_THE TASK_. Would you restate the entries below word for word, starting at the first line and ending with the one that has "workers of a run."?

_RECORD EXTRACTS_.
[Start of Attachment]
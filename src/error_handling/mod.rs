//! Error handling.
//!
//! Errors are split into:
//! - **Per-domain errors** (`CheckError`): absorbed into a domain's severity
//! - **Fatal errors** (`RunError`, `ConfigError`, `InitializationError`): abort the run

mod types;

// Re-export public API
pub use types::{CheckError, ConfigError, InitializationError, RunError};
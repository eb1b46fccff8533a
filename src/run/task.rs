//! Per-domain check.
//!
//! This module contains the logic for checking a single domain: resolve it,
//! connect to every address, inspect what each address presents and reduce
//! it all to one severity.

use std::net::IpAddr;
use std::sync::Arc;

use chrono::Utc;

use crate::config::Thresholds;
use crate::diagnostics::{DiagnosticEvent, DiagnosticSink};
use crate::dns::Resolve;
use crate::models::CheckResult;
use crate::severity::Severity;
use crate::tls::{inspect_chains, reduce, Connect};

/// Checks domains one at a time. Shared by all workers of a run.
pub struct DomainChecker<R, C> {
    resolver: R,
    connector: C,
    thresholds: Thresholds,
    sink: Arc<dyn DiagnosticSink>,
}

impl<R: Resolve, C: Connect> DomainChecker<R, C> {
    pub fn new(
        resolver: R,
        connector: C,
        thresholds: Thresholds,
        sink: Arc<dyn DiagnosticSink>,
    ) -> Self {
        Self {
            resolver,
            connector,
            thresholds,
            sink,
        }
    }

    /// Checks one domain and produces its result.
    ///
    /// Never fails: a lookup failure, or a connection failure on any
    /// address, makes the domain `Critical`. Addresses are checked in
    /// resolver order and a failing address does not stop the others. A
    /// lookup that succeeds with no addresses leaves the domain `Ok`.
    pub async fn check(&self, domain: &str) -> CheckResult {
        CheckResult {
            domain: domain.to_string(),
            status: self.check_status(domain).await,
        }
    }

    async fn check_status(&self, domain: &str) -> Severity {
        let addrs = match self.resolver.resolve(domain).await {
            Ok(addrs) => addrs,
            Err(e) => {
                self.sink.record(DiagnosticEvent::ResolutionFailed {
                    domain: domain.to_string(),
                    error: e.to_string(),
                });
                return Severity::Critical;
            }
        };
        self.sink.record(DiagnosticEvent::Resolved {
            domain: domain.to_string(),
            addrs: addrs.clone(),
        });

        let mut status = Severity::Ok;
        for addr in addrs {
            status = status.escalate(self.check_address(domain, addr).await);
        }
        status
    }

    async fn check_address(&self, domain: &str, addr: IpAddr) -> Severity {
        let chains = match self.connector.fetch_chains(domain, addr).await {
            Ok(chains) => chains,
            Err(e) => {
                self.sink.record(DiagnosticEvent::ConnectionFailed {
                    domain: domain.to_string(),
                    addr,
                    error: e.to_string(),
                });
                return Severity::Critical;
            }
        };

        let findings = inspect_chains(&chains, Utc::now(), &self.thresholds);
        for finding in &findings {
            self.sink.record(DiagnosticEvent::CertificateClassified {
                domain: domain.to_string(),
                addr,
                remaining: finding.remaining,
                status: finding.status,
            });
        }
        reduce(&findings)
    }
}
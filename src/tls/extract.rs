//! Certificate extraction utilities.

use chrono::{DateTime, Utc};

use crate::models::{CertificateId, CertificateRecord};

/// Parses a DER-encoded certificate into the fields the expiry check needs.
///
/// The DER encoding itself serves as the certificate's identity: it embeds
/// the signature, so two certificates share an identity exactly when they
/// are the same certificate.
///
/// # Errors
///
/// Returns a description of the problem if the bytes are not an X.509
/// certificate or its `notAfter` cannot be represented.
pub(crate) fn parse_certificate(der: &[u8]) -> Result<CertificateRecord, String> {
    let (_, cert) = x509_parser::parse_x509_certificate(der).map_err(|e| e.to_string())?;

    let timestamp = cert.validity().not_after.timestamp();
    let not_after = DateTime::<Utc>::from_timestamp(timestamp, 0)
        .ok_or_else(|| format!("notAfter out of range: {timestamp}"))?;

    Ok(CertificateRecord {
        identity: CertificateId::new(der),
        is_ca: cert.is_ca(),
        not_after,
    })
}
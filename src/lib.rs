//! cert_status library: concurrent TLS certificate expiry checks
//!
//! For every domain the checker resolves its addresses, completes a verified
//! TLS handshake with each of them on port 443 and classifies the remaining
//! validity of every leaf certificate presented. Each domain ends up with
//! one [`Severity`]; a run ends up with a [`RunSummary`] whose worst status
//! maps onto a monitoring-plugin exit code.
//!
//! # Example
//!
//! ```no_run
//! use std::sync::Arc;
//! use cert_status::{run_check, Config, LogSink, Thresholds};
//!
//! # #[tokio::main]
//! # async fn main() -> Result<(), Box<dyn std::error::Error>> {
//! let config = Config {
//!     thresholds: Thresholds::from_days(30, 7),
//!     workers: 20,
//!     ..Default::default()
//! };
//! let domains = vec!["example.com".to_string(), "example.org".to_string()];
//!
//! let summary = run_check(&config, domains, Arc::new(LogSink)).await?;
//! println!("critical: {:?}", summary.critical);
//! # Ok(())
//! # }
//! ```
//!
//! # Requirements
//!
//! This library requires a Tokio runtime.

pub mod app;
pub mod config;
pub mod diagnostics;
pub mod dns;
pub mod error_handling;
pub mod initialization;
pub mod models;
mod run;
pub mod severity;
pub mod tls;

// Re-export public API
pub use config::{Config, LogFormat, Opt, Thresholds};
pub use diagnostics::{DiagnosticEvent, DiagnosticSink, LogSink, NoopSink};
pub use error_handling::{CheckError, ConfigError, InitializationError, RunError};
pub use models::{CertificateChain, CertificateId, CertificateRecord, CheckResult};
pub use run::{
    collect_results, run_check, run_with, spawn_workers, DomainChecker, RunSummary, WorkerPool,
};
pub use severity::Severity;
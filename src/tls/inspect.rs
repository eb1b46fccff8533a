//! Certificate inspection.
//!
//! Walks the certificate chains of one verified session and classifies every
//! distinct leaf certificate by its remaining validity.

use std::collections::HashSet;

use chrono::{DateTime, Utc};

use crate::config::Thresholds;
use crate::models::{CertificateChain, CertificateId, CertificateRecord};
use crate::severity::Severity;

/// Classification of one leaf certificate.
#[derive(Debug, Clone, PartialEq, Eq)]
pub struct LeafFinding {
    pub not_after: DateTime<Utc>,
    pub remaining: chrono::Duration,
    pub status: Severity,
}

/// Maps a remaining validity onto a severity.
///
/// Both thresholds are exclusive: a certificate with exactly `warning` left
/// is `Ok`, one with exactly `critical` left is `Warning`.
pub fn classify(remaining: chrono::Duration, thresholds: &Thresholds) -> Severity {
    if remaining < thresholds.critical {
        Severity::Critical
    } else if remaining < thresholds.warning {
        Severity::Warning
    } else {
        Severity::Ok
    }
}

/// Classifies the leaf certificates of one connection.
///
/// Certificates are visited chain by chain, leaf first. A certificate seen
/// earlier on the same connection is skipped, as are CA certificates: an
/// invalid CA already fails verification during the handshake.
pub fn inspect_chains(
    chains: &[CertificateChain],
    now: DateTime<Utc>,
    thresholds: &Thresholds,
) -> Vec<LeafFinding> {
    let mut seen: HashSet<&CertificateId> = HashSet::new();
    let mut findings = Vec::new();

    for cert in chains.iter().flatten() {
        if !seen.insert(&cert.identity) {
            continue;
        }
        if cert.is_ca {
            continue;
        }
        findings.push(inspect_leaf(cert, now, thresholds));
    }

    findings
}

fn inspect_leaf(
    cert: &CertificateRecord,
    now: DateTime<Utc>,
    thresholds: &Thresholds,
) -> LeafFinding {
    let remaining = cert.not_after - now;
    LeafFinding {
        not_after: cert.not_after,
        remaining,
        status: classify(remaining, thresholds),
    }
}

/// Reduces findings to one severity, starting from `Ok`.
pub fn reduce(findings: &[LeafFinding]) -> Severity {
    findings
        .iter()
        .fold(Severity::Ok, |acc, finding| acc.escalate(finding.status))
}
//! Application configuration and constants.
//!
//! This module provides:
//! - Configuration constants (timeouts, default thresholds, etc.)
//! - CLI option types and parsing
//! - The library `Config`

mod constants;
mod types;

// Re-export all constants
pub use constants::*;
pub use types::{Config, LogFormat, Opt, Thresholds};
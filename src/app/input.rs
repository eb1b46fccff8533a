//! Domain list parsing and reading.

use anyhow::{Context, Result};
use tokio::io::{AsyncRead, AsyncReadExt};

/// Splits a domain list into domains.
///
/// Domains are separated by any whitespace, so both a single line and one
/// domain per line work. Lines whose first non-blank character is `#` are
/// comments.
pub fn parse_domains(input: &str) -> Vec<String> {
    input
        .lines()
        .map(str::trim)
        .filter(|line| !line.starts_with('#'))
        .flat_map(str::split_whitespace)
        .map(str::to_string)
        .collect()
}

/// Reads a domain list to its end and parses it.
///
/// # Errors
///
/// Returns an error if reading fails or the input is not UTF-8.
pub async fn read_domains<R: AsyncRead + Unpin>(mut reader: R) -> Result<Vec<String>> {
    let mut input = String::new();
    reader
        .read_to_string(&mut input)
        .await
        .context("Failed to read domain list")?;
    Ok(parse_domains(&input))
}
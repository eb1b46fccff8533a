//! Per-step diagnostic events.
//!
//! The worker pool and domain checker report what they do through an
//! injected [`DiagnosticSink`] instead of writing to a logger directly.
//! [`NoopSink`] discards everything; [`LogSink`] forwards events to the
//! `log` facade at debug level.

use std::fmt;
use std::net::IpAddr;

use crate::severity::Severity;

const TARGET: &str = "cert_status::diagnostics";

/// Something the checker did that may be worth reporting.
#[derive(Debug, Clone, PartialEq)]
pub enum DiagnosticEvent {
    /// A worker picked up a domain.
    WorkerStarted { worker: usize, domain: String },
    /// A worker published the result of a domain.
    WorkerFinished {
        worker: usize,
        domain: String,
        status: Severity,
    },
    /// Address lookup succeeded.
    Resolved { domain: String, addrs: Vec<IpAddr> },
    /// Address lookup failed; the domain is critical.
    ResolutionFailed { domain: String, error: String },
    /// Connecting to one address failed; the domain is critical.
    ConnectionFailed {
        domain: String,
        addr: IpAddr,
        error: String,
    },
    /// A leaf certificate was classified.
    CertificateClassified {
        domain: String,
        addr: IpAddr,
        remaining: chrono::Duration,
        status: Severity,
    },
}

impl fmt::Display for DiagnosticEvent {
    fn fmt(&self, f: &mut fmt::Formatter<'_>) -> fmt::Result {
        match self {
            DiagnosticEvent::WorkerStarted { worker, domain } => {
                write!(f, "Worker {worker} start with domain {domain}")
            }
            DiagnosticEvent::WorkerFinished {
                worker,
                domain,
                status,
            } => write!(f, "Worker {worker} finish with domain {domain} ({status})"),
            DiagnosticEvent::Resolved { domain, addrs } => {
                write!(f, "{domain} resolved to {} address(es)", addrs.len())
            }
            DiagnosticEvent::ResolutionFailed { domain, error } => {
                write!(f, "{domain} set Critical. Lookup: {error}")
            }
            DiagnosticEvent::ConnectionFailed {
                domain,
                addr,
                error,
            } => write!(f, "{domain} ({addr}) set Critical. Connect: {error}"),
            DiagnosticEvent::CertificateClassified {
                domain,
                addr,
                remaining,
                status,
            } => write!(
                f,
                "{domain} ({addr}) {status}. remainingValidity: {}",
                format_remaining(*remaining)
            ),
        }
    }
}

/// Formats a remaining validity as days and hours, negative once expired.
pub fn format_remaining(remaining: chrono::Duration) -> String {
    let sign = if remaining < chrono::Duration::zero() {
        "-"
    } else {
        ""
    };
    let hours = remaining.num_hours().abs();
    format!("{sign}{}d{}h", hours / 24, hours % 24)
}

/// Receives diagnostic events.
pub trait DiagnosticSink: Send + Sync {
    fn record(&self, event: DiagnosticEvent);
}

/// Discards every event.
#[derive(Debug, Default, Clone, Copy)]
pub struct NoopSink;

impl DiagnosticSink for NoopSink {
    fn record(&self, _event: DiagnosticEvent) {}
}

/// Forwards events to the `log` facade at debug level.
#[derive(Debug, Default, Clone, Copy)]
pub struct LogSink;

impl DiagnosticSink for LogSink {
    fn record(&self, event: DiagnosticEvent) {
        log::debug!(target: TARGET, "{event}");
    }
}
[End of Attachment]
_ANSWER TO THIS TASK_.
filename src/error_handling/mod.rs
//! Error handling.
//!
//! Errors are split into:
//! - **Per-domain errors** (`CheckError`): absorbed into a domain's severity
//! - **Fatal errors** (`RunError`, `ConfigError`, `InitializationError`): abort the run

mod types;

// Re-export public API
pub use types::{CheckError, ConfigError, InitializationError, RunError};
repository eb1b46fccff8533a
filename src/run/task.rs
//! Per-domain check.
//!
//! This module contains the logic for checking a single domain: resolve it,
//! connect to every address, inspect what each address presents and reduce
//! it all to one severity.

use std::net::IpAddr;
use std::sync::Arc;

use chrono::Utc;

use crate::config::Thresholds;
use crate::diagnostics::{DiagnosticEvent, DiagnosticSink};
use crate::dns::Resolve;
use crate::models::CheckResult;
use crate::severity::Severity;
use crate::tls::{inspect_chains, reduce, Connect};

/// Checks domains one at a time. Shared by all workers of a run.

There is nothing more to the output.